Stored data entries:

[Start of section]

//! Pagination driver.
//!
//! Walks the submission search forward in time: request a page with the
//! current cursor as `after`, drop posts outside the caller's bounds, yield
//! the survivors, then move the cursor to one past the newest post on the
//! (unfiltered) page. The result is a lazy, single-pass [`Stream`] of posts.
//!
//! # Termination
//!
//! See [`TerminationPolicy`]. Under the default policy a page that the
//! bound filter empties does not end the run; the cursor still advances past
//! it. A page whose posts all lie past `before` does end it, since results
//! are sorted ascending and nothing later can qualify.
//!
//! The driver also stops if the cursor would repeat a value it has already
//! requested, which only happens when the upstream ignores `after`.

use crate::api::{PageSource, search_url};
use crate::config::{ScrapeConfig, TerminationPolicy};
use crate::error::ScrapeError;
use crate::models::Post;
use crate::utils::format_cursor;
use futures::stream::{self, Stream, TryStreamExt};
use std::collections::HashSet;
use tracing::{debug, info, warn};

/// What one page contributes to the run.
#[derive(Debug, PartialEq)]
pub struct PageStep {
    /// Posts inside the bounds, in upstream order.
    pub kept: Vec<Post>,
    /// `max(created_utc) + 1` over the unfiltered page, `None` if it was empty.
    pub next_cursor: Option<i64>,
    /// The run ends after this page.
    pub stop: bool,
}

/// Filter a page against the bounds and work out where to go next.
///
/// `after` and `before` are both inclusive and compared against the exact
/// `created_utc`, so `200.5` is past `before = 200`. The next cursor is
/// computed in whole seconds.
///
/// # Errors
///
/// - [`ScrapeError::MissingTimestamp`] if any post on the page, kept or not,
///   lacks a numeric `created_utc`
/// - [`ScrapeError::InvalidTimestamp`] if the newest post is too far in the
///   future to advance the cursor past
pub fn process_page(
    page: Vec<Post>,
    after: Option<i64>,
    before: Option<i64>,
    policy: TerminationPolicy,
) -> Result<PageStep, ScrapeError> {
    let mut stamped = Vec::with_capacity(page.len());
    for post in page {
        let ts = post
            .timestamp()
            .ok_or_else(|| ScrapeError::MissingTimestamp { id: post.id() })?;
        stamped.push((ts, post));
    }

    let next_cursor = match stamped.iter().max_by_key(|(ts, _)| ts.whole_seconds()) {
        Some((ts, post)) => Some(
            ts.whole_seconds()
                .checked_add(1)
                .ok_or_else(|| ScrapeError::InvalidTimestamp { id: post.id() })?,
        ),
        None => None,
    };
    let all_past_before = match before {
        Some(before) => {
            !stamped.is_empty() && stamped.iter().all(|(ts, _)| !ts.is_at_or_before(before))
        }
        None => false,
    };

    let kept: Vec<Post> = stamped
        .into_iter()
        .filter(|(ts, _)| after.is_none_or(|a| ts.is_at_or_after(a)))
        .filter(|(ts, _)| before.is_none_or(|b| ts.is_at_or_before(b)))
        .map(|(_, post)| post)
        .collect();

    let stop = match policy {
        TerminationPolicy::FilteredEmpty => kept.is_empty(),
        TerminationPolicy::UpstreamEmpty => next_cursor.is_none() || all_past_before,
    };

    Ok(PageStep {
        kept,
        next_cursor,
        stop,
    })
}

struct Cursor<'a, S> {
    source: &'a S,
    config: &'a ScrapeConfig,
    position: Option<i64>,
    requested: HashSet<Option<i64>>,
    done: bool,
}

async fn next_page<'a, S: PageSource>(
    mut cursor: Cursor<'a, S>,
) -> Result<Option<(Vec<Post>, Cursor<'a, S>)>, ScrapeError> {
    if cursor.done {
        return Ok(None);
    }
    let config = cursor.config;
    let url = search_url(
        &config.urlbase,
        cursor.position,
        config.before,
        config.subreddit.as_deref(),
        config.page_size,
        config.fields.as_slice(),
    );
    cursor.requested.insert(cursor.position);

    let page = cursor.source.fetch_page(&url).await?;
    let fetched = page.len();
    let step = process_page(page, config.after, config.before, config.termination)?;

    info!(
        fetched,
        kept = step.kept.len(),
        url = %url,
        cursor = ?cursor.position,
        up_to = %format_cursor(cursor.position),
        "Fetched batch of posts"
    );

    if step.stop {
        info!(cursor = ?cursor.position, "No more data available, returning early");
        return Ok(None);
    }

    let next = step.next_cursor;
    if cursor.requested.contains(&next) {
        warn!(
            cursor = ?cursor.position,
            next = ?next,
            "Upstream did not advance past the cursor; stopping"
        );
        cursor.done = true;
    } else {
        debug!(from = ?cursor.position, to = ?next, "Advancing cursor");
        cursor.position = next;
    }

    Ok(Some((step.kept, cursor)))
}

/// Stream every post of the configured subreddit between the bounds.
///
/// The stream yields at most one error, after which it ends.
pub fn download_posts<'a, S: PageSource>(
    source: &'a S,
    config: &'a ScrapeConfig,
) -> impl Stream<Item = Result<Post, ScrapeError>> + 'a {
    let start = Cursor {
        source,
        config,
        position: config.after,
        requested: HashSet::new(),
        done: false,
    };

    stream::try_unfold(start, |cursor| next_page(cursor))
        .map_ok(|posts| stream::iter(posts.into_iter().map(Ok::<Post, ScrapeError>)))
        .try_flatten()
}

[End of section]

## [Work item]
Return all entries exactly.

## [Output]
//! Pagination driver.
//!
//! Walks the submission search forward in time: request a page with the
//! current cursor as `after`, drop posts outside the caller's bounds, yield
//! the survivors, then move the cursor to one past the newest post on the
//! (unfiltered) page. The result is a lazy, single-pass [`Stream`] of posts.
//!
//! # Termination
//!
//! See [`TerminationPolicy`]. Under the default policy a page that the
//! bound filter empties does not end the run; the cursor still advances past
//! it. A page whose posts all lie past `before` does end it, since results
//! are sorted ascending and nothing later can qualify.
//!
//! The driver also stops if the cursor would repeat a value it has already
//! requested, which only happens when the upstream ignores `after`.

use crate::api::{PageSource, search_url};
use crate::config::{ScrapeConfig, TerminationPolicy};
use crate::error::ScrapeError;
use crate::models::Post;
use crate::utils::format_cursor;
use futures::stream::{self, Stream, TryStreamExt};
use std::collections::HashSet;
use tracing::{debug, info, warn};

/// What one page contributes to the run.
#[derive(Debug, PartialEq)]
pub struct PageStep {
    /// Posts inside the bounds, in upstream order.
    pub kept: Vec<Post>,
    /// `max(created_utc) + 1` over the unfiltered page, `None` if it was empty.
    pub next_cursor: Option<i64>,
    /// The run ends after this page.
    pub stop: bool,
}

/// Filter a page against the bounds and work out where to go next.
///
/// `after` and `before` are both inclusive and compared against the exact
/// `created_utc`, so `200.5` is past `before = 200`. The next cursor is
/// computed in whole seconds.
///
/// # Errors
///
/// - [`ScrapeError::MissingTimestamp`] if any post on the page, kept or not,
///   lacks a numeric `created_utc`
/// - [`ScrapeError::InvalidTimestamp`] if the newest post is too far in the
///   future to advance the cursor past
pub fn process_page(
    page: Vec<Post>,
    after: Option<i64>,
    before: Option<i64>,
    policy: TerminationPolicy,
) -> Result<PageStep, ScrapeError> {
    let mut stamped = Vec::with_capacity(page.len());
    for post in page {
        let ts = post
            .timestamp()
            .ok_or_else(|| ScrapeError::MissingTimestamp { id: post.id() })?;
        stamped.push((ts, post));
    }

    let next_cursor = match stamped.iter().max_by_key(|(ts, _)| ts.whole_seconds()) {
        Some((ts, post)) => Some(
            ts.whole_seconds()
                .checked_add(1)
                .ok_or_else(|| ScrapeError::InvalidTimestamp { id: post.id() })?,
        ),
        None => None,
    };
    let all_past_before = match before {
        Some(before) => {
            !stamped.is_empty() && stamped.iter().all(|(ts, _)| !ts.is_at_or_before(before))
        }
        None => false,
    };

    let kept: Vec<Post> = stamped
        .into_iter()
        .filter(|(ts, _)| after.is_none_or(|a| ts.is_at_or_after(a)))
        .filter(|(ts, _)| before.is_none_or(|b| ts.is_at_or_before(b)))
        .map(|(_, post)| post)
        .collect();

    let stop = match policy {
        TerminationPolicy::FilteredEmpty => kept.is_empty(),
        TerminationPolicy::UpstreamEmpty => next_cursor.is_none() || all_past_before,
    };

    Ok(PageStep {
        kept,
        next_cursor,
        stop,
    })
}

struct Cursor<'a, S> {
    source: &'a S,
    config: &'a ScrapeConfig,
    position: Option<i64>,
    requested: HashSet<Option<i64>>,
    done: bool,
}

async fn next_page<'a, S: PageSource>(
    mut cursor: Cursor<'a, S>,
) -> Result<Option<(Vec<Post>, Cursor<'a, S>)>, ScrapeError> {
    if cursor.done {
        return Ok(None);
    }
    let config = cursor.config;
    let url = search_url(
        &config.urlbase,
        cursor.position,
        config.before,
        config.subreddit.as_deref(),
        config.page_size,
        config.fields.as_slice(),
    );
    cursor.requested.insert(cursor.position);

    let page = cursor.source.fetch_page(&url).await?;
    let fetched = page.len();
    let step = process_page(page, config.after, config.before, config.termination)?;

    info!(
        fetched,
        kept = step.kept.len(),
        url = %url,
        cursor = ?cursor.position,
        up_to = %format_cursor(cursor.position),
        "Fetched batch of posts"
    );

    if step.stop {
        info!(cursor = ?cursor.position, "No more data available, returning early");
        return Ok(None);
    }

    let next = step.next_cursor;
    if cursor.requested.contains(&next) {
        warn!(
            cursor = ?cursor.position,
            next = ?next,
            "Upstream did not advance past the cursor; stopping"
        );
        cursor.done = true;
    } else {
        debug!(from = ?cursor.position, to = ?next, "Advancing cursor");
        cursor.position = next;
    }

    Ok(Some((step.kept, cursor)))
}

/// Stream every post of the configured subreddit between the bounds.
///
/// The stream yields at most one error, after which it ends.
pub fn download_posts<'a, S: PageSource>(
    source: &'a S,
    config: &'a ScrapeConfig,
) -> impl Stream<Item = Result<Post, ScrapeError>> + 'a {
    let start = Cursor {
        source,
        config,
        position: config.after,
        requested: HashSet::new(),
        done: false,
    };

    stream::try_unfold(start, |cursor| next_page(cursor))
        .map_ok(|posts| stream::iter(posts.into_iter().map(Ok::<Post, ScrapeError>)))
        .try_flatten()
}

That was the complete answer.